Trois ouvrages à finaliser. Des centaines de journalistes à l'affût depuis l'annonce du prix Nobel de physique le 6 octobre 2020. Pourtant, Sir Roger Penrose, 89 ans, a accepté de consacrer plus de trois heures d'entretien par visioconférence à votre magazine préféré. Il nous livre avec générosité, passion et enthousiasme l'histoire de certaines de ses découvertes géométriques.

Tangente : Professeur Penrose, merci d’avoir accepté de répondre à nos questions. À Tangente, nous nous réjouissons que vous ayez reçu le prix Nobel de physique 2020, conjointement avec deux physiciens !

Sir Roger Penrose : Merci ! Ce prix semble faire plaisir aux mathématiciens. J’y trouve une certaine ironie : le prix m’est décerné pour avoir découvert que « la formation des trous noirs est une prédiction robuste de la théorie générale de la relativité ». Mais là n’est pas ma découverte ! Ce que j’ai montré, c’est que les singularités [voir article « Les singularités en relativité générale »] sont une prédiction robuste de la théorie générale de la relativité. Et vous avez besoin de la « censure cosmique » [voir article « Les singularités en relativité générale », § C'est cosmique !] pour affirmer que vous parlez de trous noirs.

Au sujet de la censure cosmique, maintenez-vous vos conjectures en l’état ou souhaitez-vous les revisiter ?

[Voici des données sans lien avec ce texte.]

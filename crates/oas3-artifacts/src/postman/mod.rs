//! Postman collection emission.
//!
//! One collection per document, one item per operation. Path placeholders are
//! rewritten to Postman `:name` variables and request bodies are synthesized
//! through the shared example generator.

pub mod collection;
pub mod curl;

use itertools::Itertools;
use rand::Rng;

use self::collection::{
  BodyOptions, Collection, CollectionInfo, Header, Item, Query, RawOptions, Request, RequestBody, Url, UrlVariable,
  Variable, COLLECTION_SCHEMA_URL,
};
use crate::{
  generator::examples::{ExampleGenerator, POSTMAN_OPTIONAL_THRESHOLD},
  spec::{Document, HttpMethod, Operation, Parameter, ParameterLocation},
};

pub const DEFAULT_BASE_URL: &str = "https://api.example.com";

pub struct PostmanEmitter<'a, R: Rng = rand::rngs::StdRng> {
  document: &'a Document,
  examples: ExampleGenerator<'a, R>,
}

impl<'a> PostmanEmitter<'a> {
  #[must_use]
  pub fn new(document: &'a Document) -> Self {
    Self {
      document,
      examples: ExampleGenerator::new(document, POSTMAN_OPTIONAL_THRESHOLD),
    }
  }
}

impl<'a, R: Rng> PostmanEmitter<'a, R> {
  /// Builds the emitter over a caller-provided randomness source so example
  /// bodies can be pinned in tests.
  pub fn with_rng(document: &'a Document, rng: R) -> Self {
    Self {
      document,
      examples: ExampleGenerator::with_rng(document, POSTMAN_OPTIONAL_THRESHOLD, rng),
    }
  }

  pub fn emit(&mut self) -> Collection {
    let base_url = self.document.base_url().unwrap_or(DEFAULT_BASE_URL).to_string();

    let document = self.document;
    let mut items = Vec::new();
    for (path, method, operation) in document.operations() {
      items.push(self.item(method, path, operation));
    }

    Collection {
      info: CollectionInfo {
        name: self.document.info.title.clone(),
        description: self.document.info.description.clone(),
        version: Some(self.document.info.version.clone()),
        schema: COLLECTION_SCHEMA_URL.to_string(),
      },
      item: items,
      variable: Some(vec![Variable {
        key: "baseUrl".to_string(),
        value: base_url,
        variable_type: Some("string".to_string()),
        description: Some("Base URL for the API".to_string()),
      }]),
    }
  }

  fn item(&mut self, method: HttpMethod, path: &str, operation: &Operation) -> Item {
    let name = operation
      .operation_id
      .clone()
      .unwrap_or_else(|| format!("{} {path}", method.verb()));

    Item {
      name,
      request: self.request(method, path, operation),
      response: Vec::new(),
    }
  }

  fn request(&mut self, method: HttpMethod, path: &str, operation: &Operation) -> Request {
    let path_params: Vec<&Parameter> = operation.parameters_in(ParameterLocation::Path).collect();
    let query_params: Vec<&Parameter> = operation.parameters_in(ParameterLocation::Query).collect();
    let header_params: Vec<&Parameter> = operation.parameters_in(ParameterLocation::Header).collect();

    Request {
      method: method.verb().to_string(),
      header: Some(self.headers(&header_params, operation)),
      body: self.body(operation),
      url: self.url(path, &path_params, &query_params),
      description: operation.doc().map(str::to_string),
    }
  }

  fn url(&mut self, path: &str, path_params: &[&Parameter], query_params: &[&Parameter]) -> Url {
    let mut processed_path = path.to_string();
    let mut variables = Vec::new();

    for parameter in path_params {
      processed_path = processed_path.replace(&format!("{{{}}}", parameter.name), &format!(":{}", parameter.name));
      variables.push(UrlVariable {
        key: parameter.name.clone(),
        value: Some(self.examples.example_string(&parameter.schema)),
        description: parameter.description.clone(),
      });
    }

    let queries: Vec<Query> = query_params
      .iter()
      .map(|parameter| Query {
        key: parameter.name.clone(),
        value: Some(self.examples.example_string(&parameter.schema)),
        description: parameter.description.clone(),
        disabled: Some(!parameter.is_required()),
      })
      .collect();

    let query_suffix = if queries.is_empty() {
      String::new()
    } else {
      format!(
        "?{}",
        queries
          .iter()
          .map(|query| format!("{}={}", query.key, query.value.as_deref().unwrap_or_default()))
          .join("&")
      )
    };

    Url {
      raw: format!("{{{{baseUrl}}}}{processed_path}{query_suffix}"),
      host: Some(vec!["{{baseUrl}}".to_string()]),
      path: Some(processed_path.split('/').filter(|s| !s.is_empty()).map(str::to_string).collect()),
      query: (!queries.is_empty()).then_some(queries),
      variable: (!variables.is_empty()).then_some(variables),
    }
  }

  fn headers(&mut self, header_params: &[&Parameter], operation: &Operation) -> Vec<Header> {
    let mut headers: Vec<Header> = header_params
      .iter()
      .map(|parameter| Header {
        key: parameter.name.clone(),
        value: self.examples.example_string(&parameter.schema),
        description: parameter.description.clone(),
      })
      .collect();

    if operation.json_request_schema().is_some() {
      headers.push(Header {
        key: "Content-Type".to_string(),
        value: "application/json".to_string(),
        description: None,
      });
    }

    headers
  }

  fn body(&mut self, operation: &Operation) -> Option<RequestBody> {
    let schema = operation.json_request_schema()?;
    let example = self.examples.example(schema);

    Some(RequestBody {
      mode: "raw".to_string(),
      raw: Some(serde_json::to_string_pretty(&example).unwrap_or_default()),
      options: Some(BodyOptions {
        raw: Some(RawOptions {
          language: "json".to_string(),
        }),
      }),
    })
  }
}

#[cfg(test)]
mod tests {
  use rand::{SeedableRng, rngs::StdRng};
  use serde_json::json;

  use super::*;

  fn pets_document() -> Document {
    serde_json::from_value(json!({
      "openapi": "3.0.0",
      "info": { "title": "Pet Store", "version": "1.0.0" },
      "servers": [{ "url": "https://pets.example.com/v2" }],
      "paths": {
        "/pets/{id}": {
          "get": {
            "summary": "Find a pet",
            "parameters": [
              { "name": "id", "in": "path", "required": true, "schema": { "type": "string" } },
              { "name": "verbose", "in": "query", "schema": { "type": "boolean" } }
            ],
            "responses": { "200": { "description": "ok" } }
          }
        },
        "/pets": {
          "post": {
            "requestBody": {
              "content": { "application/json": { "schema": { "$ref": "#/components/schemas/Pet" } } }
            },
            "responses": { "201": { "description": "created" } }
          }
        }
      },
      "components": {
        "schemas": {
          "Pet": {
            "type": "object",
            "properties": {
              "id": { "type": "string" },
              "name": { "type": "string" },
              "tag": { "type": "string" }
            },
            "required": ["id", "name"]
          }
        }
      }
    }))
    .unwrap()
  }

  fn seeded_collection(seed: u64) -> Collection {
    let document = pets_document();
    PostmanEmitter::with_rng(&document, StdRng::seed_from_u64(seed)).emit()
  }

  #[test]
  fn collection_info_and_variable() {
    let collection = seeded_collection(1);
    assert_eq!(collection.info.name, "Pet Store");
    assert_eq!(collection.info.schema, COLLECTION_SCHEMA_URL);
    let variables = collection.variable.unwrap();
    assert_eq!(variables[0].key, "baseUrl");
    assert_eq!(variables[0].value, "https://pets.example.com/v2");
  }

  #[test]
  fn path_parameters_become_postman_variables() {
    let collection = seeded_collection(1);
    let item = collection.item.iter().find(|item| item.name == "GET /pets/{id}").unwrap();
    assert!(item.request.url.raw.starts_with("{{baseUrl}}/pets/:id"));
    let variables = item.request.url.variable.as_ref().unwrap();
    assert_eq!(variables[0].key, "id");
    let path = item.request.url.path.as_ref().unwrap();
    assert_eq!(path, &vec!["pets".to_string(), ":id".to_string()]);
  }

  #[test]
  fn json_body_declares_content_type_header() {
    let collection = seeded_collection(1);
    let item = collection.item.iter().find(|item| item.name == "POST /pets").unwrap();
    let headers = item.request.header.as_ref().unwrap();
    assert!(headers.iter().any(|h| h.key == "Content-Type" && h.value == "application/json"));

    let body = item.request.body.as_ref().unwrap();
    assert_eq!(body.mode, "raw");
    let example: serde_json::Value = serde_json::from_str(body.raw.as_deref().unwrap()).unwrap();
    let object = example.as_object().unwrap();
    assert!(object.contains_key("id"));
    assert!(object.contains_key("name"));
  }

  #[test]
  fn optional_query_parameters_are_disabled() {
    let collection = seeded_collection(1);
    let item = collection.item.iter().find(|item| item.name == "GET /pets/{id}").unwrap();
    let queries = item.request.url.query.as_ref().unwrap();
    assert_eq!(queries[0].key, "verbose");
    assert_eq!(queries[0].disabled, Some(true));
  }

  #[test]
  fn collection_serializes_with_schema_url() {
    let collection = seeded_collection(1);
    let value = serde_json::to_value(&collection).unwrap();
    assert_eq!(value["info"]["schema"], json!(COLLECTION_SCHEMA_URL));
    assert!(value["item"].is_array());
  }
}
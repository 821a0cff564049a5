use std::{ffi::OsStr, path::Path};

use fmmap::tokio::{AsyncMmapFile, AsyncMmapFileExt};

use super::Document;
use crate::error::{GeneratorError, GeneratorResult};

#[derive(Debug, Clone, Copy, PartialEq, Eq)]
pub enum SpecFormat {
  Json,
  Yaml,
}

impl SpecFormat {
  /// Maps a file extension to a spec format. Anything other than `json`,
  /// `yaml` or `yml` is rejected before the file is even opened.
  pub fn from_extension(ext: &str) -> GeneratorResult<Self> {
    match ext {
      "json" => Ok(Self::Json),
      "yaml" | "yml" => Ok(Self::Yaml),
      other => Err(GeneratorError::UnsupportedFormat {
        extension: other.to_string(),
      }),
    }
  }
}

/// Reads an OpenAPI document into memory and deserializes it.
pub struct SpecLoader {
  file: AsyncMmapFile,
  format: SpecFormat,
}

impl std::fmt::Debug for SpecLoader {
  fn fmt(&self, f: &mut std::fmt::Formatter<'_>) -> std::fmt::Result {
    f.debug_struct("SpecLoader")
      .field("format", &self.format)
      .finish_non_exhaustive()
  }
}

impl SpecLoader {
  pub async fn open(path: &Path) -> anyhow::Result<Self> {
    if !path.exists() {
      return Err(
        GeneratorError::FileNotFound {
          path: path.to_path_buf(),
        }
        .into(),
      );
    }

    let extension = path.extension().and_then(OsStr::to_str).unwrap_or_default();
    let format = SpecFormat::from_extension(extension)?;
    let file = AsyncMmapFile::open(path).await?;

    Ok(Self { file, format })
  }

  /// Malformed content surfaces the underlying serde error untouched.
  pub fn parse(&self) -> GeneratorResult<Document> {
    match self.format {
      SpecFormat::Json => Ok(serde_json::from_slice::<Document>(self.file.as_slice())?),
      SpecFormat::Yaml => Ok(serde_yaml::from_slice::<Document>(self.file.as_slice())?),
    }
  }
}

#[cfg(test)]
mod tests {
  use std::io::Write;

  use super::*;

  const MINIMAL_SPEC: &str = r#"{
    "openapi": "3.0.0",
    "info": { "title": "Minimal", "version": "1.0.0" },
    "paths": {}
  }"#;

  #[tokio::test]
  async fn loads_json_document() {
    let mut file = tempfile::Builder::new().suffix(".json").tempfile().unwrap();
    file.write_all(MINIMAL_SPEC.as_bytes()).unwrap();

    let loader = SpecLoader::open(file.path()).await.unwrap();
    let document = loader.parse().unwrap();
    assert_eq!(document.info.title, "Minimal");
    assert!(document.paths.is_empty());
  }

  #[tokio::test]
  async fn loads_yaml_document() {
    let yaml = "openapi: 3.0.0\ninfo:\n  title: Minimal\n  version: 1.0.0\npaths: {}\n";
    let mut file = tempfile::Builder::new().suffix(".yaml").tempfile().unwrap();
    file.write_all(yaml.as_bytes()).unwrap();

    let loader = SpecLoader::open(file.path()).await.unwrap();
    let document = loader.parse().unwrap();
    assert_eq!(document.info.version, "1.0.0");
  }

  #[tokio::test]
  async fn rejects_unsupported_extension() {
    let mut file = tempfile::Builder::new().suffix(".toml").tempfile().unwrap();
    file.write_all(b"openapi = '3.0.0'").unwrap();

    let error = SpecLoader::open(file.path()).await.unwrap_err();
    let generator_error = error.downcast::<GeneratorError>().unwrap();
    assert!(matches!(generator_error, GeneratorError::UnsupportedFormat { .. }));
  }

  #[tokio::test]
  async fn rejects_missing_file() {
    let error = SpecLoader::open(Path::new("/no/such/spec.json")).await.unwrap_err();
    let generator_error = error.downcast::<GeneratorError>().unwrap();
    assert!(matches!(generator_error, GeneratorError::FileNotFound { .. }));
  }
}
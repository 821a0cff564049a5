//! Generates derived artifacts from an OpenAPI v3 document: a TypeScript
//! SDK, a Postman collection, cURL scripts and a GraphQL schema. Each emitter
//! walks the same immutable [`spec::Document`] independently and shares the
//! schema-mapping core in [`generator`] and [`spec::resolver`].

#![allow(clippy::doc_markdown)]
#![allow(clippy::missing_errors_doc)]

pub mod error;
pub mod generator;
pub mod graphql;
pub mod naming;
pub mod postman;
pub mod spec;
pub mod ui;
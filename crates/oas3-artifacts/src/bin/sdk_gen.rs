use std::path::PathBuf;

use clap::{CommandFactory, Parser};
use oas3_artifacts::{generator::sdk::SdkGenerator, spec::loader::SpecLoader, ui};

/// Generates a TypeScript SDK (types, client and index) from an OpenAPI
/// document.
#[derive(Parser, Debug)]
#[command(name = "sdk-gen", version, about = "OpenAPI SDK generator")]
struct Cli {
  /// Path to the OpenAPI schema file (.json, .yaml, or .yml)
  input: Option<PathBuf>,

  /// Output directory for generated files
  #[arg(default_value = "./generated")]
  output_dir: PathBuf,
}

#[tokio::main]
async fn main() -> anyhow::Result<()> {
  let cli = Cli::parse();

  let Some(input) = cli.input else {
    Cli::command().print_help()?;
    return Ok(());
  };

  ui::info(&format!("Generating SDK from {}...", input.display()));

  let document = SpecLoader::open(&input).await?.parse()?;
  let output = SdkGenerator::new(&document, &cli.output_dir).generate().await?;

  ui::info("SDK generated successfully!");
  println!("Files created:");
  println!("  - {}", output.types_file.display());
  println!("  - {}", output.client_file.display());
  println!("  - {}", output.index_file.display());
  ui::print_api_summary(&document);

  Ok(())
}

Il existe des singularités non génériques, du genre temps. Dans sa forme forte, la conjecture de la censure cosmique énonce que les singularités génériques sont du genre espace. Je pense encore que c’est vrai, mais je n’ai toujours pas de preuve !

 

 

Sous les pavés, le pavage

 

 

Nous aimerions revenir sur vos travaux relatifs aux pavages apériodiques. En 1973, vous avez trouvé six tuiles permettant de forcer un pavage apériodique. Comment avez-vous réussi à réduire leur nombre à 4, puis à 2 ? 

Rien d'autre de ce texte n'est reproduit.